The Professional Lighting Design Convention played host to Vox Juventa, a program of papers delivered by students (all under the age of 30) who are enrolled in a lighting design program, an architecture program, or a related discipline. The six student presenters come from around the globe and their work signals the diversity of lighting research topics that are being pursued today. Each student was given a half-hour to present, and then followed that presentation with a few minutes for a question-and-answer period. These sessions were some of the best attended through out the conference and often were standing room only.
Natalie Bell, a student at KTH, Royal Institute of Technology in Handen, Sweden, discussed her work on "Lighting and the Perception of Safety." Kate Park, a student at Parsons The New School for Design in New York, then presented her project "Light Memorial: Memory in Light." This was followed by Brianna McMenemy's presentation," Light as a Communication Tool within the Pervasively Developmentally Disordered Population."

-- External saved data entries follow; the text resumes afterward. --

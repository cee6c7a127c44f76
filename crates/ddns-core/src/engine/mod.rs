//! Core DDNS engine
//!
//! The DdnsEngine is responsible for:
//! - Running check-and-update cycles on a [`Schedule`]
//! - Resolving the public address per enabled family via [`AddressResolver`]
//! - Comparing it against the last pushed address ([`ChangeDetector`])
//! - Dispatching changed addresses to the configured [`DnsProvider`]
//!
//! ## Architecture
//!
//! ```text
//!                    ┌──────────────┐
//!   Schedule ──────► │  DdnsEngine  │
//!  (once / every)    └──────────────┘
//!                           │ per cycle: create provider, then IPv4 → IPv6
//!         ┌─────────────────┼──────────────────┐
//!         ▼                 ▼                  ▼
//! ┌───────────────┐ ┌────────────────┐ ┌──────────────┐
//! │AddressResolver│ │ ChangeDetector │ │ DnsProvider  │
//! │ (retry loop)  │ │ (last known)   │ │ (update)     │
//! └───────────────┘ └────────────────┘ └──────────────┘
//! ```
//!
//! ## Cycle Flow
//!
//! 1. Create the provider from the registry (unknown name → config error)
//! 2. For each enabled family, IPv4 first: resolve the address
//! 3. If it differs from the last pushed one, call the provider
//! 4. On success, remember the address; on failure, return the error
//!
//! Any error ends the run, including in periodic mode. The stored address is
//! not advanced for a failed update, so a later run tries again.

use std::sync::Arc;

use tokio::sync::oneshot;
use tokio::time::MissedTickBehavior;
use tokio_stream::StreamExt;
use tokio_stream::wrappers::IntervalStream;
use tracing::{debug, info, warn};

use crate::config::{DdnsConfig, Families, ProviderConfig, Schedule};
use crate::detector::ChangeDetector;
use crate::dispatcher;
use crate::error::{Error, Result};
use crate::registry::ProviderRegistry;
use crate::resolver::AddressResolver;
use crate::traits::{AddressFamily, DnsProvider};

/// What a cycle did for one address family
#[derive(Debug, Clone, PartialEq, Eq)]
pub enum FamilyOutcome {
    /// The resolved address matched the last pushed one, no provider call
    Unchanged {
        family: AddressFamily,
        address: String,
    },

    /// The provider accepted the new address
    Updated {
        family: AddressFamily,
        previous: String,
        address: String,
    },
}

impl FamilyOutcome {
    /// Family this outcome belongs to
    pub fn family(&self) -> AddressFamily {
        match self {
            FamilyOutcome::Unchanged { family, .. } | FamilyOutcome::Updated { family, .. } => {
                *family
            }
        }
    }

    /// True if a provider update happened
    pub fn is_updated(&self) -> bool {
        matches!(self, FamilyOutcome::Updated { .. })
    }
}

/// Summary of one completed cycle
#[derive(Debug, Clone, Default, PartialEq, Eq)]
pub struct CycleReport {
    /// Per-family outcomes in processing order
    pub outcomes: Vec<FamilyOutcome>,
}

impl CycleReport {
    /// Number of provider updates performed
    pub fn updated_count(&self) -> usize {
        self.outcomes.iter().filter(|o| o.is_updated()).count()
    }
}

/// Core DDNS engine
///
/// The engine owns every piece of mutable state of the updater: the last
/// pushed address per family lives in its [`ChangeDetector`].
///
/// ## Lifecycle
///
/// 1. Create with [`DdnsEngine::new()`]
/// 2. Start with [`DdnsEngine::run()`]
/// 3. `Schedule::Once` returns after one cycle; `Schedule::Every` runs until
///    an error occurs or the process is killed
///
/// ## Threading
///
/// Cycles run sequentially on the caller's task and never overlap.
pub struct DdnsEngine {
    /// Public address lookup with retry
    resolver: AddressResolver,

    /// Provider factories by name
    registry: Arc<ProviderRegistry>,

    /// Selected provider and its environment
    provider_config: ProviderConfig,

    /// Records to keep up to date
    families: Families,

    /// Cycle timing
    schedule: Schedule,

    /// Last pushed addresses
    detector: ChangeDetector,
}

impl DdnsEngine {
    /// Create a new DDNS engine
    ///
    /// # Parameters
    ///
    /// - `resolver`: Address resolver
    /// - `registry`: Registry holding the provider named by `provider_config`
    /// - `provider_config`: Selected provider and its environment
    /// - `config`: DDNS configuration
    ///
    /// # Errors
    ///
    /// A configuration error if `config` is invalid or the provider name is
    /// not registered.
    pub fn new(
        resolver: AddressResolver,
        registry: Arc<ProviderRegistry>,
        provider_config: ProviderConfig,
        config: DdnsConfig,
    ) -> Result<Self> {
        config.validate()?;

        if !registry.has_provider(provider_config.type_name()) {
            return Err(Error::config(format!(
                "Unknown provider type: '{}'. Supported providers: {}",
                provider_config.type_name(),
                registry.list_providers().join(", ")
            )));
        }

        if config.families.is_empty() {
            warn!("Neither IPv4 nor IPv6 is enabled, cycles will not update anything");
        }

        Ok(Self {
            resolver,
            registry,
            provider_config,
            families: config.families,
            schedule: config.schedule,
            detector: ChangeDetector::new(),
        })
    }

    /// Configured schedule
    pub fn schedule(&self) -> Schedule {
        self.schedule
    }

    /// Last address pushed for `family`, empty if none yet
    pub fn last_known(&self, family: AddressFamily) -> &str {
        self.detector.last_known(family)
    }

    /// Run the engine on its configured schedule
    ///
    /// # Returns
    ///
    /// - `Ok(())`: The single cycle of `Schedule::Once` completed
    /// - `Err(Error)`: A cycle failed; periodic mode never returns otherwise
    pub async fn run(&mut self) -> Result<()> {
        self.run_internal(None).await
    }

    /// Internal run implementation that accepts an optional shutdown signal
    async fn run_internal(&mut self, shutdown_rx: Option<oneshot::Receiver<()>>) -> Result<()> {
        let interval = match self.schedule {
            Schedule::Once => {
                info!(provider = self.provider_config.type_name(), "Running a single update cycle");
                self.run_cycle().await?;
                return Ok(());
            }
            Schedule::Every(interval) => interval,
        };

        info!(
            provider = self.provider_config.type_name(),
            "Running update cycles every {:?}", interval
        );

        // First tick completes immediately
        let mut timer = tokio::time::interval(interval);
        timer.set_missed_tick_behavior(MissedTickBehavior::Skip);
        let mut ticks = IntervalStream::new(timer);

        let Some(mut rx) = shutdown_rx else {
            while ticks.next().await.is_some() {
                self.run_cycle().await?;
            }
            return Ok(());
        };

        loop {
            tokio::select! {
                Some(_) = ticks.next() => {
                    self.run_cycle().await?;
                }

                _ = &mut rx => {
                    info!("Shutdown signal received");
                    return Ok(());
                }
            }
        }
    }

    /// Run exactly one check-and-update cycle
    ///
    /// # Returns
    ///
    /// - `Ok(CycleReport)`: Every enabled family was checked and, if needed, updated
    /// - `Err(Error)`: Provider creation, a non-network lookup failure or a provider update failed
    pub async fn run_cycle(&mut self) -> Result<CycleReport> {
        let provider = self.registry.create_provider(&self.provider_config)?;
        let mut report = CycleReport::default();

        for family in self.families.enabled() {
            let outcome = self.check_family(provider.as_ref(), family).await?;
            report.outcomes.push(outcome);
        }

        debug!(updated = report.updated_count(), "Cycle complete");
        Ok(report)
    }

    /// Check one family and update its record if the address changed
    async fn check_family(
        &mut self,
        provider: &dyn DnsProvider,
        family: AddressFamily,
    ) -> Result<FamilyOutcome> {
        let address = self.resolver.resolve(family).await?;

        if !self.detector.has_changed(family, &address) {
            return Ok(FamilyOutcome::Unchanged { family, address });
        }

        dispatcher::update_record(provider, family, &address).await?;

        let previous = self.detector.last_known(family).to_string();
        self.detector.record(family, address.clone());
        info!(%family, "{} record updated: '{}' -> '{}'", family.record_type(), previous, address);

        Ok(FamilyOutcome::Updated {
            family,
            previous,
            address,
        })
    }

    /// Test-only helper to run the engine with a controlled shutdown signal
    ///
    /// # Visibility
    ///
    /// This is `pub` for testing purposes only. The updater itself has no
    /// graceful shutdown: periodic mode ends with the process.
    pub async fn run_with_shutdown(
        &mut self,
        shutdown_rx: Option<oneshot::Receiver<()>>,
    ) -> Result<()> {
        self.run_internal(shutdown_rx).await
    }
}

(McMenemy began working on this project while she was enrolled at the Parsons' lighting design program, and the project is now the focus of her Ph.D. studies at Penn State University.) Mariana Novaes, a student at KTH, discussed her work onthe role of lighting design and how it impacts the elderly's perception of space. Khah-Leang Choon, astudent at the University of Technology, Business, and Design in Wismar, Germany, gave a very lively presentation on light in nature and the impact of bio luminescence.
The program concluded with an engaging discussion by University of Wismar architecture student Paul Ehlert who spoke on communicating with dynamic lighting. If ever there was concern about the future of the next generation of lighting practitioners, Vox Juventa is a strong reminder that there is a great amount of talent and inquisitiveness waiting in the wings.